Sahilden seramik parçaları topladım. 50ler, 60lar, 70ler ve 80lerde adalıların evlerinin banyolarında, mutfaklarında bulunan bu seramiklerin kalıntıları denize atılmış, deniz bu seramikleri daha da çok parçalayıp sahile geri tükürmüştü.
Bu seramik parçalarla çok sayıda mozaik heykel yaptım. İstiklal Caddesi’ndeki Hollanda Konsolosluğu’nda Rainroad adında bir sürdürülebilirlik projesi için 40 metrekarelik bir mozaik yaptım.
Sahilde bulunan malzemelerle çalışmak hem sahili temizliyor hem de atık olarak görülen malzemelere yeni bir hayat veriyor.
Seramik parçalarının yanı sıra, sahildeki asfalt ve kiremit parçalarını da toplamaya başladım. Bunlardan da pozitif bir şey yapmak güzel olur diye düşündüm ve spiral sahil bahçesinin fikri böylece doğmuş oldu.
Önce asfalt parçaları ile logaritmik bir spiral inşa ettim. Sonra üstünü çamur ve doğal taşlar ile örttüm. Bir metre derinliğinde mikroplastik çıkarttıktan sonra iç tarafında filtre olarak kırık kiremit parçalarını kullandım ve yeni kompost edilmiş toprak koydum. Bu işlemi yıllar içinde birçok kez tekrarladım. Kurumuş bitkileri de yeni toprak için kullandım.
Dış duvar doğal taşlar ve çamur ile inşaa edildi, adanın kendisi gibi. Bu aynı zamanda bahçeyi kışın getirdiği lodos fırtınalarından da koruyan bir sistem.
O zamandan beri bahçe büyüyor ve gelişiyor. İçindeki çeşitli çiçekler, kaktüsler, otlar, sebzeler ve küçük meyve ağaçları; arıların ve böceklerin de uğrak mekanlarından.
Bu her mevsim değişen, ve hala yapım aşamasında olan sembolik bir eser. Umarım bu kirli plajda yeşermeye devam edebilir.
Sahil bahçesinin yanı sıra, yine Marta Koyu’ndan topladığım inşaat atığı olan kireç taşlarından el oyması eserler yaptığım bir projeye başladım.
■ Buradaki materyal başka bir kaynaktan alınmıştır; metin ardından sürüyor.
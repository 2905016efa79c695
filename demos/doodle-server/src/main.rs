//! Runnable Doodle server.
//!
//! Listens on `$DOODLE_HOST:$PORT` (default `0.0.0.0:5000`). Log verbosity
//! follows `RUST_LOG`.

use doodle::prelude::*;

const DEFAULT_HOST: &str = "0.0.0.0";
const DEFAULT_PORT: u16 = 5000;

/// Builds the listen address from optional host and port overrides.
///
/// A port that does not parse falls back to the default.
fn bind_addr(host: Option<String>, port: Option<String>) -> String {
    let host = host
        .filter(|h| !h.is_empty())
        .unwrap_or_else(|| DEFAULT_HOST.to_string());
    let port = port
        .and_then(|p| p.parse::<u16>().ok())
        .unwrap_or(DEFAULT_PORT);
    format!("{host}:{port}")
}

#[tokio::main]
async fn main() -> Result<(), Box<dyn std::error::Error>> {
    doodle::init_tracing();

    let addr = bind_addr(std::env::var("DOODLE_HOST").ok(), std::env::var("PORT").ok());
    tracing::info!(%addr, "starting Doodle server");

    let server = DoodleServer::builder()
        .bind(&addr)
        .lobby_config(LobbyConfig::default())
        .build()
        .await?;

    server.run().await?;
    Ok(())
}
//! Event and identity types for Doodle's wire format.
//!
//! Events are adjacently tagged: the event name lives in `"event"` and the
//! payload in `"data"`. Event names are kebab-case and payload fields are
//! camelCase, which is what the browser client sends and expects.

use std::fmt;

use doodle_transport::ConnectionId;
use serde::{Deserialize, Serialize};

// ---------------------------------------------------------------------------
// Identity types
// ---------------------------------------------------------------------------

/// Identifies a player. One player per connection, so this is the
/// connection's id lifted into the protocol.
///
/// Serializes as a plain number.
#[derive(Debug, Clone, Copy, PartialEq, Eq, Hash, PartialOrd, Ord, Serialize, Deserialize)]
#[serde(transparent)]
pub struct PlayerId(pub u64);

impl fmt::Display for PlayerId {
    fn fmt(&self, f: &mut fmt::Formatter<'_>) -> fmt::Result {
        write!(f, "P-{}", self.0)
    }
}

impl From<ConnectionId> for PlayerId {
    fn from(id: ConnectionId) -> Self {
        Self(id.into_inner())
    }
}

/// Identifies a lobby. Chosen by clients, so any string is valid.
///
/// The lobby id doubles as the name of the broadcast channel its players
/// are subscribed to.
#[derive(Debug, Clone, PartialEq, Eq, Hash, PartialOrd, Ord, Serialize, Deserialize)]
#[serde(transparent)]
pub struct LobbyId(pub String);

impl LobbyId {
    /// Returns the id as a string slice.
    pub fn as_str(&self) -> &str {
        &self.0
    }
}

impl fmt::Display for LobbyId {
    fn fmt(&self, f: &mut fmt::Formatter<'_>) -> fmt::Result {
        f.write_str(&self.0)
    }
}

impl From<&str> for LobbyId {
    fn from(id: &str) -> Self {
        Self(id.to_owned())
    }
}

impl From<String> for LobbyId {
    fn from(id: String) -> Self {
        Self(id)
    }
}

/// A player as listed in `update-players`.
#[derive(Debug, Clone, PartialEq, Eq, Serialize, Deserialize)]
pub struct Player {
    /// The connection this player is bound to.
    pub id: PlayerId,
    /// Display name chosen at join time.
    pub username: String,
}

impl Player {
    /// Creates a player entry.
    pub fn new(id: PlayerId, username: impl Into<String>) -> Self {
        Self {
            id,
            username: username.into(),
        }
    }
}

/// A point on the drawing canvas.
#[derive(Debug, Clone, Copy, PartialEq, Serialize, Deserialize)]
pub struct Point {
    pub x: f64,
    pub y: f64,
}

// ---------------------------------------------------------------------------
// Recipient
// ---------------------------------------------------------------------------

/// Who inside a lobby's channel should receive an outbound event.
#[derive(Debug, Clone, Copy, PartialEq, Eq, Serialize, Deserialize)]
pub enum Recipient {
    /// Every connection subscribed to the lobby's channel.
    All,
    /// Everyone in the channel except this connection.
    AllExcept(PlayerId),
}

// ---------------------------------------------------------------------------
// Events
// ---------------------------------------------------------------------------

/// Events sent by a client.
///
/// Disconnects are not events: the server observes the connection closing.
#[derive(Debug, Clone, PartialEq, Serialize, Deserialize)]
#[serde(
    tag = "event",
    content = "data",
    rename_all = "kebab-case",
    rename_all_fields = "camelCase"
)]
pub enum ClientEvent {
    /// Join (and lazily create) a lobby under a display name.
    JoinLobby { lobby_id: LobbyId, username: String },

    /// The drawer picks the secret word for the current round.
    ChooseWord { lobby_id: LobbyId, word: String },

    /// The drawer starts a new stroke.
    StartDrawing { lobby_id: LobbyId, x: f64, y: f64 },

    /// The drawer extends the current stroke.
    Drawing { lobby_id: LobbyId, x: f64, y: f64 },

    /// A chat line, which is also a guess.
    ///
    /// `sender` is the display name the client claims. The server prefers
    /// the name the connection joined with.
    SendMessage {
        text: String,
        #[serde(default)]
        sender: String,
        lobby_id: LobbyId,
    },
}

impl ClientEvent {
    /// The lobby this event is addressed to.
    pub fn lobby_id(&self) -> &LobbyId {
        match self {
            Self::JoinLobby { lobby_id, .. }
            | Self::ChooseWord { lobby_id, .. }
            | Self::StartDrawing { lobby_id, .. }
            | Self::Drawing { lobby_id, .. }
            | Self::SendMessage { lobby_id, .. } => lobby_id,
        }
    }
}

/// Events sent by the server to a lobby's channel.
#[derive(Debug, Clone, PartialEq, Serialize, Deserialize)]
#[serde(
    tag = "event",
    content = "data",
    rename_all = "kebab-case",
    rename_all_fields = "camelCase"
)]
pub enum ServerEvent {
    /// The lobby's full player list, in rotation order.
    UpdatePlayers(Vec<Player>),

    /// A new round began with this drawer.
    StartRound { drawer: PlayerId },

    /// Seconds left in the current round.
    UpdateTimer(u32),

    /// The drawer chose a word. Only its length is revealed.
    WordChosen { word_length: usize },

    /// A chat line relayed to the lobby.
    ReceiveMessage { text: String, sender: String },

    /// Someone guessed the word.
    WinnerAnnounced { winner: String, word: String },

    /// Relayed stroke start from the drawer.
    StartDrawing(Point),

    /// Relayed stroke segment from the drawer.
    Drawing(Point),
}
Bu yeni el oyması kireç taşı heykel serisinin en sevdiğim yönlerinden biri, sadece bir şeyi eksilterek bir şey yaratıyor olmak. Elimdeki malzemeye hiçbir şey eklememe veya elektrikli araçlar kullanmama gerek yok, oymak için sadece bıçak ve zımpara kağıdı kullanıyorum çünkü.
Topladığım bu taşlar da Madam Marta Koyu’ndaki diğer inşaat atıkları gibi bir zamanlar denize dökülmüş ve tekrardan karaya vurmuştu. Bu çok etkileyici çünkü kireç taşları doğal karbonat tortul kayaç oluşumlarıdır ve uzun zaman dilimleri içinde mercanların ve diğer yumuşak dokulu deniz organizmalarının iskeletlerinin birikmesiyle oluşmuşlardır.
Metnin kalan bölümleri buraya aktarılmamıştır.